Stored items
===

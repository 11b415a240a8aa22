//! Component L — HTTP Surface.
//!
//! Thin, read-only adapter over the store: no business logic here, just
//! method calls and JSON framing (`spec.md` §1, §6).

pub mod handlers;

use crate::config::UiConfig;
use crate::stats::StatsCollector;
use crate::store::ModelStore;
use crate::tasks::TaskManager;
use axum::routing::{get, post};
use axum::Router;
use std::sync::Arc;
use tokio::sync::Mutex;
use tower_http::services::ServeDir;
use tower_http::trace::TraceLayer;

#[derive(Clone)]
pub struct AppState {
    pub store: Arc<ModelStore>,
    pub stats: Arc<StatsCollector>,
    pub tasks: Arc<Mutex<TaskManager>>,
}

pub fn build_router(state: AppState, ui: &UiConfig) -> Router {
    let mut router = Router::new()
        .route("/v1/models", get(handlers::list_models))
        .route("/api/stats", get(handlers::stats))
        .route("/api/clear", post(handlers::clear))
        .with_state(state)
        .layer(TraceLayer::new_for_http());

    if ui.static_enabled {
        let root = ui
            .custom_static_path
            .clone()
            .unwrap_or_else(|| "static".to_string());
        router = router.fallback_service(ServeDir::new(root));
    }

    router
}
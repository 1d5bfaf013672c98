pub mod core;
pub mod mapping;
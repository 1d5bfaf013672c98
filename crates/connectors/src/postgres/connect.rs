use crate::error::ConnectorError;
use native_tls::TlsConnector;
use postgres_native_tls::MakeTlsConnector;
use tokio_postgres::{Client, Config, NoTls, config::SslMode};
use tracing::{error, warn};

/// Opens a client honoring the url's `sslmode`, spawning the connection
/// driver task. The client owns the connection; dropping it tears the
/// connection down.
pub async fn connect_client(url: &str) -> Result<Client, ConnectorError> {
    let config = url
        .parse::<Config>()
        .map_err(|e| ConnectorError::InvalidUrl(e.to_string()))?;
    let ssl_mode = config.get_ssl_mode();

    match ssl_mode {
        SslMode::Disable => connect_without_tls(config).await,
        SslMode::Require => connect_with_tls(config).await,
        SslMode::Prefer => match connect_with_tls(config.clone()).await {
            Ok(client) => Ok(client),
            Err(error) => {
                warn!(%error, "Postgres TLS handshake failed, retrying without TLS");
                connect_without_tls(config).await
            }
        },
        _ => connect_with_tls(config).await,
    }
}

async fn connect_with_tls(config: Config) -> Result<Client, ConnectorError> {
    let connector = TlsConnector::builder().build()?;
    let tls = MakeTlsConnector::new(connector);
    let (client, connection) = config.connect(tls).await?;
    tokio::spawn(async move {
        if let Err(err) = connection.await {
            error!(%err, "Postgres connection error");
        }
    });
    Ok(client)
}

async fn connect_without_tls(config: Config) -> Result<Client, ConnectorError> {
    let (client, connection) = config.connect(NoTls).await?;
    tokio::spawn(async move {
        if let Err(err) = connection.await {
            error!(%err, "Postgres connection error");
        }
    });
    Ok(client)
}
use std::fmt::Write;

/// Escape CSV per PostgreSQL COPY CSV rules:
/// - field is wrapped in double quotes
/// - internal `"` becomes `""`
/// - commas, newlines, tabs are safe because quoting protects them
pub fn escape_csv_string(s: &str) -> String {
    let mut out = String::with_capacity(s.len() + 2);
    out.push('"');

    for ch in s.chars() {
        if ch == '"' {
            out.push('"'); // double the quote
        }
        out.push(ch);
    }

    out.push('"');
    out
}

/// Encode raw bytes as a Postgres bytea hex literal (`\x...`).
pub fn encode_bytea(bytes: &[u8]) -> String {
    let mut out = String::with_capacity(2 + 2 * bytes.len());
    out.push_str("\\x");
    for b in bytes {
        let _ = write!(out, "{b:02x}");
    }
    out
}
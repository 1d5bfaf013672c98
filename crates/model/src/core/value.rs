use chrono::{DateTime, NaiveDate, Utc};
use serde::{Deserialize, Serialize};
use uuid::Uuid;

/// A single field value extracted from a record, in the shape the
/// destination's bulk-load protocol understands.
#[derive(Debug, Clone, Serialize, Deserialize, PartialEq)]
pub enum Value {
    Int(i64),
    Uint(u64),
    Float(f64),
    String(String),
    Boolean(bool),
    Json(serde_json::Value),
    Uuid(Uuid),
    Bytes(Vec<u8>),
    Date(NaiveDate),
    Timestamp(DateTime<Utc>),
    Null,
}

impl Value {
    pub fn is_null(&self) -> bool {
        matches!(self, Value::Null)
    }

    pub fn as_string(&self) -> Option<String> {
        match self {
            Value::Int(v) => Some(v.to_string()),
            Value::Uint(v) => Some(v.to_string()),
            Value::Float(v) => Some(v.to_string()),
            Value::String(v) => Some(v.clone()),
            Value::Boolean(v) => Some(v.to_string()),
            Value::Json(v) => v.as_str().map(|s| s.to_string()),
            Value::Uuid(v) => Some(v.to_string()),
            Value::Bytes(_) => None,
            Value::Date(v) => Some(v.to_string()),
            Value::Timestamp(v) => Some(v.to_rfc3339()),
            Value::Null => None,
        }
    }
}

impl From<&str> for Value {
    fn from(v: &str) -> Self {
        Value::String(v.to_string())
    }
}

impl From<String> for Value {
    fn from(v: String) -> Self {
        Value::String(v)
    }
}

impl From<i64> for Value {
    fn from(v: i64) -> Self {
        Value::Int(v)
    }
}

impl From<bool> for Value {
    fn from(v: bool) -> Self {
        Value::Boolean(v)
    }
}

impl<V: Into<Value>> From<Option<V>> for Value {
    fn from(v: Option<V>) -> Self {
        v.map(Into::into).unwrap_or(Value::Null)
    }
}
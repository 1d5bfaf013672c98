pub mod error;
pub mod postgres;
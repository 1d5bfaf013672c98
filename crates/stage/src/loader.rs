use crate::{
    batcher::Batch,
    destination::{BulkDestination, SessionRequest},
    error::{LoaderError, TransferError},
    rows::RowStream,
};
use model::mapping::AccessorTable;
use std::{any::type_name, sync::Arc};
use tokio::sync::mpsc;
use tokio_util::sync::CancellationToken;
use tracing::{debug, info};

/// Drains batches one at a time into the destination. The single-worker
/// drain is the stage's backpressure mechanism: a new transfer does not
/// start until the previous session is fully released.
pub struct BulkLoader<T> {
    stage_name: String,
    table: String,
    bulk_size: usize,
    mapping: AccessorTable<T>,
    destination: Arc<dyn BulkDestination>,
}

impl<T: Send + Sync + 'static> BulkLoader<T> {
    pub fn new(
        stage_name: String,
        table: String,
        bulk_size: usize,
        mapping: AccessorTable<T>,
        destination: Arc<dyn BulkDestination>,
    ) -> Self {
        Self {
            stage_name,
            table,
            bulk_size,
            mapping,
            destination,
        }
    }

    /// Consumes the batch stream until upstream closes, a transfer fails,
    /// or the stage is cancelled. On failure the receiver is dropped, so no
    /// later batch is ever attempted.
    pub async fn run(
        self,
        mut batches: mpsc::Receiver<Batch<T>>,
        cancel: CancellationToken,
    ) -> Result<(), LoaderError> {
        loop {
            let batch = tokio::select! {
                _ = cancel.cancelled() => return Err(LoaderError::Cancelled),
                batch = batches.recv() => match batch {
                    Some(batch) => batch,
                    None => return Ok(()),
                },
            };

            tokio::select! {
                // Dropping the drain future releases the in-flight session
                // before cancellation propagates.
                _ = cancel.cancelled() => return Err(LoaderError::Cancelled),
                result = self.drain(batch) => result?,
            }
        }
    }

    /// Transfers one batch through a fresh session: open, stream every row,
    /// release on both success and failure.
    async fn drain(&self, batch: Batch<T>) -> Result<(), LoaderError> {
        let rows = batch.len();

        debug!(
            stage = %self.stage_name,
            batch = batch.seq(),
            rows,
            record = type_name::<T>(),
            table = %self.table,
            "Starting bulk transfer"
        );

        // The adapter exposes the resolved pairings before any row is read;
        // they are registered on the session ahead of streaming.
        let rows_source = RowStream::new(batch.records(), &self.mapping);
        let request = SessionRequest {
            table: self.table.clone(),
            columns: rows_source.column_pairs(),
            bulk_size_hint: self.bulk_size,
        };

        let mut session = self.destination.open_session(&request).await.map_err(
            |source| LoaderError::OpenSession {
                table: self.table.clone(),
                source,
            },
        )?;

        let streamed = async {
            for row in rows_source {
                let values = row.map_err(TransferError::from)?;
                session.write_row(values).await?;
            }
            Ok::<(), TransferError>(())
        }
        .await;

        match streamed {
            Ok(()) => {
                let written = session
                    .finish()
                    .await
                    .map_err(|source| LoaderError::Transfer {
                        batch: batch.seq(),
                        table: self.table.clone(),
                        source,
                    })?;

                if written != rows as u64 {
                    return Err(LoaderError::ShortWrite {
                        batch: batch.seq(),
                        table: self.table.clone(),
                        expected: rows,
                        written,
                    });
                }

                info!(
                    stage = %self.stage_name,
                    batch = batch.seq(),
                    rows,
                    record = type_name::<T>(),
                    table = %self.table,
                    "Bulk transfer completed"
                );
                Ok(())
            }
            Err(source) => {
                session.abort().await;
                Err(LoaderError::Transfer {
                    batch: batch.seq(),
                    table: self.table.clone(),
                    source,
                })
            }
        }
    }
}
use chrono::SecondsFormat;
use model::core::{
    utils::{encode_bytea, escape_csv_string},
    value::Value,
};

/// Provides database-specific CSV encoding for COPY-style ingestion.
pub trait CopyValueEncoder {
    /// Encodes a concrete value into the backend's CSV representation.
    fn encode_value(&self, value: &Value) -> String;

    /// Encodes a SQL NULL into its CSV literal form (e.g. `\N`).
    fn encode_null(&self) -> String;
}

pub struct PgCopyValueEncoder;

impl PgCopyValueEncoder {
    pub fn new() -> Self {
        Self
    }
}

impl Default for PgCopyValueEncoder {
    fn default() -> Self {
        Self::new()
    }
}

impl CopyValueEncoder for PgCopyValueEncoder {
    fn encode_value(&self, value: &Value) -> String {
        match value {
            Value::Null => self.encode_null(),
            Value::String(s) => escape_csv_string(s),
            Value::Json(v) => escape_csv_string(&v.to_string()),
            Value::Bytes(bytes) => {
                let hex = encode_bytea(bytes);
                escape_csv_string(&hex)
            }
            Value::Boolean(v) => v.to_string(),
            Value::Int(v) => v.to_string(),
            Value::Uint(v) => v.to_string(),
            Value::Float(v) => ryu::Buffer::new().format(*v).to_string(),
            Value::Uuid(v) => v.to_string(),
            Value::Date(d) => d.to_string(),
            Value::Timestamp(ts) => ts.to_rfc3339_opts(SecondsFormat::Micros, true),
        }
    }

    fn encode_null(&self) -> String {
        "\\N".to_string()
    }
}

/// Opt-in log output for test runs (`RUST_LOG=debug cargo test`).
pub fn init_tracing() {
    use tracing_subscriber::EnvFilter;
    let _ = tracing_subscriber::fmt()
        .with_env_filter(EnvFilter::from_default_env())
        .with_test_writer()
        .try_init();
}
use crate::error::ConfigError;
use model::mapping::MappingKey;

pub const DEFAULT_BULK_SIZE: usize = 8192;

/// Configuration for one bulk-insert stage instance.
#[derive(Clone, Debug)]
pub struct StageConfig {
    /// How many records accumulate before a batch is flushed downstream.
    pub bulk_size: usize,

    /// Destination table the stage streams into.
    pub destination_table: String,

    /// Which registered column mapping to use.
    pub destination_label: String,

    /// Connection target url for the destination.
    pub connection_target: String,

    /// Optional stage name; falls back to a table-derived default.
    pub stage_name: Option<String>,
}

impl StageConfig {
    pub fn new(destination_table: &str, destination_label: &str, connection_target: &str) -> Self {
        Self {
            bulk_size: DEFAULT_BULK_SIZE,
            destination_table: destination_table.to_string(),
            destination_label: destination_label.to_string(),
            connection_target: connection_target.to_string(),
            stage_name: None,
        }
    }

    pub fn with_bulk_size(mut self, bulk_size: usize) -> Self {
        self.bulk_size = bulk_size;
        self
    }

    pub fn with_stage_name(mut self, name: &str) -> Self {
        self.stage_name = Some(name.to_string());
        self
    }

    pub fn validate(&self) -> Result<(), ConfigError> {
        if self.bulk_size == 0 {
            return Err(ConfigError::ZeroBulkSize);
        }
        if self.destination_table.is_empty() {
            return Err(ConfigError::EmptyTable);
        }
        if self.connection_target.is_empty() {
            return Err(ConfigError::EmptyTarget);
        }
        Ok(())
    }

    /// The configured name, or the table-derived default.
    pub fn resolved_name(&self) -> String {
        self.stage_name
            .clone()
            .unwrap_or_else(|| format!("bulk-insert-{}", self.destination_table))
    }

    /// The triple the mapping provider is keyed by.
    pub fn mapping_key(&self) -> MappingKey {
        MappingKey::new(
            &self.destination_label,
            &self.connection_target,
            &self.destination_table,
        )
    }
}
use thiserror::Error;

/// Errors happening during connection setup.
#[derive(Debug, Error)]
pub enum ConnectorError {
    /// The connection url did not parse.
    #[error("Invalid connection url: {0}")]
    InvalidUrl(String),

    /// TLS connector construction or handshake failed.
    #[error("TLS error: {0}")]
    Tls(#[from] native_tls::Error),

    /// The driver refused the connection.
    #[error("Postgres connection failed: {0}")]
    Postgres(#[from] tokio_postgres::Error),
}

/// All errors coming from the database/protocol layer.
#[derive(Debug, Error)]
pub enum DbError {
    /// Any driver error during the COPY exchange.
    #[error("SQL error: {0}")]
    Sql(#[from] tokio_postgres::Error),

    /// Writing rows failed at the application level.
    #[error("Write error: {0}")]
    Write(String),
}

===

» To do: The reply should hold only the lines from the top of the records through the line that has "use crate::store::ModelStore;", each one exact.

» Finished task:
repository 11b415a240a8aa22
//! Component L — HTTP Surface.
//!
//! Thin, read-only adapter over the store: no business logic here, just
//! method calls and JSON framing (`spec.md` §1, §6).

pub mod handlers;

use crate::config::UiConfig;
use crate::stats::StatsCollector;
use crate::store::ModelStore;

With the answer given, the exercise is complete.